Disabled army vet sentenced to five years in prison for medical marijuana

A 33-year old disabled veteran was recently sentenced to five years in prison for the possession of medical marijuana in Alabama in a case that illustrates the complex legal landscape regarding cannabis in the United States. 

Sean Worsley and his wife Eboni were arrested back in 2016 at a Pickens County, Alabama, gas station.

The couple was approached by an officer shortly after 11 pm as loud music was coming from their car. The officer proceeded to search the vehicle, where he discovered medical marijuana, a six-pack of beer, a bottle of vodka, and some painkillers.  

Although Sean Worsley had explained to the officer he has a medical marijuana card issued by his home state of Arizona, the officer replied that “Alabama did not have medical marijuana,” after which the Worsleys were arrested.

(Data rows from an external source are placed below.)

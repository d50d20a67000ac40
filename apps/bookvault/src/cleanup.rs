//! # Delayed Cleanup
//!
//! Generated archives and finished restore sessions are kept around for a
//! while so clients can resume downloads or poll the outcome, then removed
//! by detached tasks.

use crate::api::SharedRegistry;
use bookvault_core::upload::discard_session;
use std::path::PathBuf;
use std::time::Duration;
use tokio::task::JoinHandle;
use tracing::{debug, warn};

/// Delete `path` after `delay`. A file that is already gone is ignored.
pub fn remove_file_after(path: PathBuf, delay: Duration) -> JoinHandle<()> {
    tokio::spawn(async move {
        tokio::time::sleep(delay).await;
        match tokio::fs::remove_file(&path).await {
            Ok(()) => debug!(path = %path.display(), "Removed expired backup archive"),
            Err(e) if e.kind() == std::io::ErrorKind::NotFound => {}
            Err(e) => warn!(path = %path.display(), error = %e, "Failed to remove backup archive"),
        }
    })
}

/// Forget operation `id` and delete its upload directory after `delay`.
///
/// The operation's `temp_dir` is resolved against `root`.
pub fn remove_operation_after(
    registry: SharedRegistry,
    root: PathBuf,
    id: String,
    delay: Duration,
) -> JoinHandle<()> {
    tokio::spawn(async move {
        tokio::time::sleep(delay).await;

        let removed = match registry.lock() {
            Ok(mut ops) => ops.remove(&id),
            Err(_) => {
                warn!(upload_id = %id, "Operation registry lock poisoned; skipping cleanup");
                return;
            }
        };
        let Some(op) = removed else {
            return;
        };

        let dir = root.join(op.temp_dir);
        let outcome = tokio::task::spawn_blocking(move || discard_session(&dir)).await;
        match outcome {
            Ok(Ok(())) => debug!(upload_id = %id, "Cleaned up restore operation"),
            Ok(Err(e)) => warn!(upload_id = %id, error = %e, "Failed to remove upload directory"),
            Err(e) => warn!(upload_id = %id, error = %e, "Cleanup task panicked"),
        }
    })
}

Pickens County also happens to be one of several of Alabama’s so-called dry counties – where the possession of alcoholic beverages is illegal.

Sean Worsley has been treating the symptoms of PTSD, depression, and chronic pain with medical cannabis.  

The pair spent six days in jail before being released on bond. However, about a year later the Worsleys received notice that their Pickens County judge was revoking bonds on all his cases. Once back in Alabama, Sean Worsley, a Purple Heart recipient who served 14 months in Iraq, signed a plea agreement to serve 60 months of probation.

After missing a 2019 court date and finding out Alabama issued a fugitive warrant for his arrest, Worsley was arrested earlier this year and promptly sentenced to five years in prison. 

The ordeal detailed in an Alabama Appleseed report has cost the Worsleys their home and jobs, while Sean described feeling “thrown away by a country I went and served for.” 

“For a state so eager to honor veterans, Alabama’s justice system produces some confounding results. This system’s determination to punish Sean set off a spiral of job loss, homelessness, additional criminal charges, and eventually incarceration in the country’s most violent prison system — all for a substance that’s legal in states where half of Americans live,” concludes the Alabama Appleseed report that has caught the attention of the mainstream media this week.